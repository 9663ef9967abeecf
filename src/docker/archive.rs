//! Export a container filesystem, commit a container to an image

use std::path::Path;

use bollard::container::Config;
use bollard::image::CommitContainerOptions;
use futures::StreamExt;
use tokio::io::AsyncWriteExt;
use tracing::{debug, info};

use crate::core::{DockerError, Result};
use crate::docker::DockerClient;

impl DockerClient {
    /// Stream the container filesystem as a tar archive into `path`
    ///
    /// The archive is staged next to `path` and renamed over it only once the
    /// engine has sent everything, so a failed or dropped export leaves any
    /// existing file untouched. Returns the number of bytes written.
    pub async fn export_container(&self, id: &str, path: &Path) -> Result<u64> {
        info!("Exporting container {} to {}", id, path.display());

        let dir = match path.parent() {
            Some(parent) if !parent.as_os_str().is_empty() => parent,
            _ => Path::new("."),
        };
        let staging = tempfile::Builder::new()
            .prefix(".dockpick-export-")
            .suffix(".part")
            .tempfile_in(dir)
            .map_err(|e| {
                DockerError::Export(format!("Cannot create a file in {}: {}", dir.display(), e))
            })?;
        let write_error = |e: std::io::Error| {
            DockerError::Export(format!("Cannot write {}: {}", path.display(), e))
        };

        let handle = staging.as_file().try_clone().map_err(write_error)?;
        let mut file = tokio::fs::File::from_std(handle);
        let mut stream = self.inner().export_container(id);
        let mut written = 0u64;
        while let Some(chunk) = stream.next().await {
            let chunk = chunk.map_err(|e| DockerError::Export(e.to_string()))?;
            file.write_all(&chunk).await.map_err(write_error)?;
            written += chunk.len() as u64;
        }
        file.flush().await.map_err(write_error)?;
        drop(file);

        staging.persist(path).map_err(|e| write_error(e.error))?;

        info!("Exported {} bytes from {}", written, id);
        Ok(written)
    }

    /// Create image `repo:tag` from the container's current filesystem
    pub async fn commit_container(&self, id: &str, repo: &str, tag: &str) -> Result<()> {
        info!("Committing container {} as {}:{}", id, repo, tag);

        let options = CommitContainerOptions {
            container: id.to_string(),
            repo: repo.to_string(),
            tag: tag.to_string(),
            pause: true,
            ..Default::default()
        };

        self.inner()
            .commit_container(options, Config::<String>::default())
            .await
            .map_err(|e| DockerError::Commit(e.to_string()))?;

        debug!("Commit of {} finished", id);
        Ok(())
    }
}
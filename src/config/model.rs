use std::path::PathBuf;

use serde::Deserialize;

/// Main configuration structure
#[derive(Debug, Clone, Default, Deserialize)]
pub struct Config {
    #[serde(default)]
    pub general: GeneralConfig,
    #[serde(default)]
    pub docker: DockerConfig,
    #[serde(default)]
    pub finder: FinderConfig,
    #[serde(default)]
    pub exec: ExecConfig,
    #[serde(default)]
    pub ui: UiConfig,
    #[serde(default)]
    pub logging: LogConfig,
}

/// General session settings
#[derive(Debug, Clone, Deserialize)]
pub struct GeneralConfig {
    /// List stopped containers too
    #[serde(default = "default_true")]
    pub include_stopped: bool,
    /// Lines shown by the tail log mode
    #[serde(default = "default_log_tail")]
    pub log_tail: usize,
}

impl Default for GeneralConfig {
    fn default() -> Self {
        Self {
            include_stopped: true,
            log_tail: default_log_tail(),
        }
    }
}

/// Docker connection settings
#[derive(Debug, Clone, Deserialize)]
pub struct DockerConfig {
    #[serde(default)]
    pub host: Option<String>,
    /// Engine CLI used for interactive exec sessions
    #[serde(default = "default_cli")]
    pub cli: String,
    #[serde(default = "default_stop_timeout")]
    pub stop_timeout_secs: i64,
    #[serde(default)]
    pub force_remove: bool,
}

impl Default for DockerConfig {
    fn default() -> Self {
        Self {
            host: None,
            cli: default_cli(),
            stop_timeout_secs: default_stop_timeout(),
            force_remove: false,
        }
    }
}

/// Fuzzy finder settings
#[derive(Debug, Clone, Deserialize)]
pub struct FinderConfig {
    #[serde(default = "default_finder")]
    pub binary: String,
    #[serde(default = "default_height")]
    pub height: String,
    #[serde(default = "default_preview_window")]
    pub preview_window: String,
    #[serde(default = "default_prompt")]
    pub prompt: String,
}

impl Default for FinderConfig {
    fn default() -> Self {
        Self {
            binary: default_finder(),
            height: default_height(),
            preview_window: default_preview_window(),
            prompt: default_prompt(),
        }
    }
}

/// Exec settings
#[derive(Debug, Clone, Deserialize)]
pub struct ExecConfig {
    /// Shells tried in order for the interactive shell action
    #[serde(default = "default_shells")]
    pub shells: Vec<String>,
    /// Split custom commands on whitespace instead of passing one token
    #[serde(default = "default_true")]
    pub split_custom_command: bool,
}

impl Default for ExecConfig {
    fn default() -> Self {
        Self {
            shells: default_shells(),
            split_custom_command: true,
        }
    }
}

/// UI customization settings
#[derive(Debug, Clone, Default, Deserialize)]
pub struct UiConfig {
    #[serde(default)]
    pub icons: StatusIcons,
    #[serde(default)]
    pub colors: CustomColors,
}

/// Icons prefixed to each container row
#[derive(Debug, Clone, Deserialize)]
pub struct StatusIcons {
    #[serde(default = "default_icon_running")]
    pub running: String,
    #[serde(default = "default_icon_exited")]
    pub exited: String,
    #[serde(default = "default_icon_created")]
    pub created: String,
    #[serde(default = "default_icon_unknown")]
    pub unknown: String,
}

impl Default for StatusIcons {
    fn default() -> Self {
        Self {
            running: default_icon_running(),
            exited: default_icon_exited(),
            created: default_icon_created(),
            unknown: default_icon_unknown(),
        }
    }
}

/// Dotted style strings, e.g. "green.bold"
#[derive(Debug, Clone, Deserialize)]
pub struct CustomColors {
    #[serde(default = "default_title_style")]
    pub title: String,
    #[serde(default = "default_label_style")]
    pub label: String,
    #[serde(default = "default_key_style")]
    pub key: String,
    #[serde(default = "default_success_style")]
    pub success: String,
    #[serde(default = "default_failure_style")]
    pub failure: String,
    #[serde(default = "default_notice_style")]
    pub notice: String,
}

impl Default for CustomColors {
    fn default() -> Self {
        Self {
            title: default_title_style(),
            label: default_label_style(),
            key: default_key_style(),
            success: default_success_style(),
            failure: default_failure_style(),
            notice: default_notice_style(),
        }
    }
}

/// Logging configuration
#[derive(Debug, Clone, Deserialize)]
pub struct LogConfig {
    #[serde(default = "default_log_level")]
    pub level: String,
    #[serde(default)]
    pub file: Option<PathBuf>,
}

impl Default for LogConfig {
    fn default() -> Self {
        Self {
            level: default_log_level(),
            file: None,
        }
    }
}

// Default value functions
fn default_true() -> bool {
    true
}

fn default_log_tail() -> usize {
    crate::core::DEFAULT_LOG_TAIL
}

fn default_cli() -> String {
    "docker".to_string()
}

fn default_stop_timeout() -> i64 {
    10
}

fn default_finder() -> String {
    "fzf".to_string()
}

fn default_height() -> String {
    "80%".to_string()
}

fn default_preview_window() -> String {
    "right:50%:wrap".to_string()
}

fn default_prompt() -> String {
    "container> ".to_string()
}

fn default_shells() -> Vec<String> {
    vec!["/bin/bash".to_string(), "/bin/sh".to_string()]
}

fn default_icon_running() -> String {
    "🟢".to_string()
}

fn default_icon_exited() -> String {
    "🔴".to_string()
}

fn default_icon_created() -> String {
    "🟡".to_string()
}

fn default_icon_unknown() -> String {
    "⚪".to_string()
}

fn default_title_style() -> String {
    "cyan.bold".to_string()
}

fn default_label_style() -> String {
    "bold".to_string()
}

fn default_key_style() -> String {
    "yellow".to_string()
}

fn default_success_style() -> String {
    "green".to_string()
}

fn default_failure_style() -> String {
    "red.bold".to_string()
}

fn default_notice_style() -> String {
    "yellow.dim".to_string()
}

fn default_log_level() -> String {
    "info".to_string()
}

#[cfg(test)]
mod tests {
    use super::*;

    #[test]
    fn test_default_values() {
        let config = Config::default();
        assert!(config.general.include_stopped);
        assert_eq!(config.general.log_tail, 50);
        assert_eq!(config.docker.cli, "docker");
        assert_eq!(config.finder.binary, "fzf");
        assert_eq!(config.exec.shells, vec!["/bin/bash", "/bin/sh"]);
    }

    #[test]
    fn test_partial_config_fills_defaults() {
        let config: Config = toml::from_str("[docker]\nforce_remove = true\n").unwrap();
        assert!(config.docker.force_remove);
        assert_eq!(config.docker.stop_timeout_secs, 10);
        assert_eq!(config.ui.icons.running, "🟢");
    }
}
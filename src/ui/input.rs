//! Decode terminal key events into session keystrokes

use crossterm::event::{KeyCode, KeyEvent, KeyModifiers};

/// A keystroke as the controller sees it
#[derive(Debug, Clone, Copy, PartialEq, Eq)]
pub enum Key {
    Char(char),
    Enter,
    Backspace,
    Escape,
    /// Ctrl-C read while the terminal is in raw mode
    Interrupt,
    Other,
}

/// Map a crossterm key event to a `Key`.
pub fn decode_key_event(key: KeyEvent) -> Key {
    if key.modifiers.contains(KeyModifiers::CONTROL) {
        return match key.code {
            KeyCode::Char('c') | KeyCode::Char('d') => Key::Interrupt,
            _ => Key::Other,
        };
    }

    match key.code {
        KeyCode::Enter => Key::Enter,
        KeyCode::Backspace => Key::Backspace,
        KeyCode::Esc => Key::Escape,
        KeyCode::Char(c) => Key::Char(c),
        _ => Key::Other,
    }
}

/// Result of feeding one key to a `LineBuffer`
#[derive(Debug, Clone, PartialEq, Eq)]
pub enum LineEdit {
    /// Character appended; echo it
    Echo(char),
    /// Last character removed; erase it on screen
    Erase,
    Ignored,
    Submit(String),
    Cancel,
}

/// Single-line input editor driven by raw keystrokes
#[derive(Debug, Default)]
pub struct LineBuffer {
    text: String,
}

impl LineBuffer {
    pub fn new() -> Self {
        Self::default()
    }

    pub fn apply(&mut self, key: Key) -> LineEdit {
        match key {
            Key::Char(c) if !c.is_control() => {
                self.text.push(c);
                LineEdit::Echo(c)
            }
            Key::Backspace => match self.text.pop() {
                Some(_) => LineEdit::Erase,
                None => LineEdit::Ignored,
            },
            Key::Enter => LineEdit::Submit(std::mem::take(&mut self.text)),
            Key::Escape | Key::Interrupt => LineEdit::Cancel,
            _ => LineEdit::Ignored,
        }
    }
}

========================================

Work instruction » All lines of the records containing "KeyModifiers" should be shown.

Result below »
use crossterm::event::{KeyCode, KeyEvent, KeyModifiers};
    if key.modifiers.contains(KeyModifiers::CONTROL) {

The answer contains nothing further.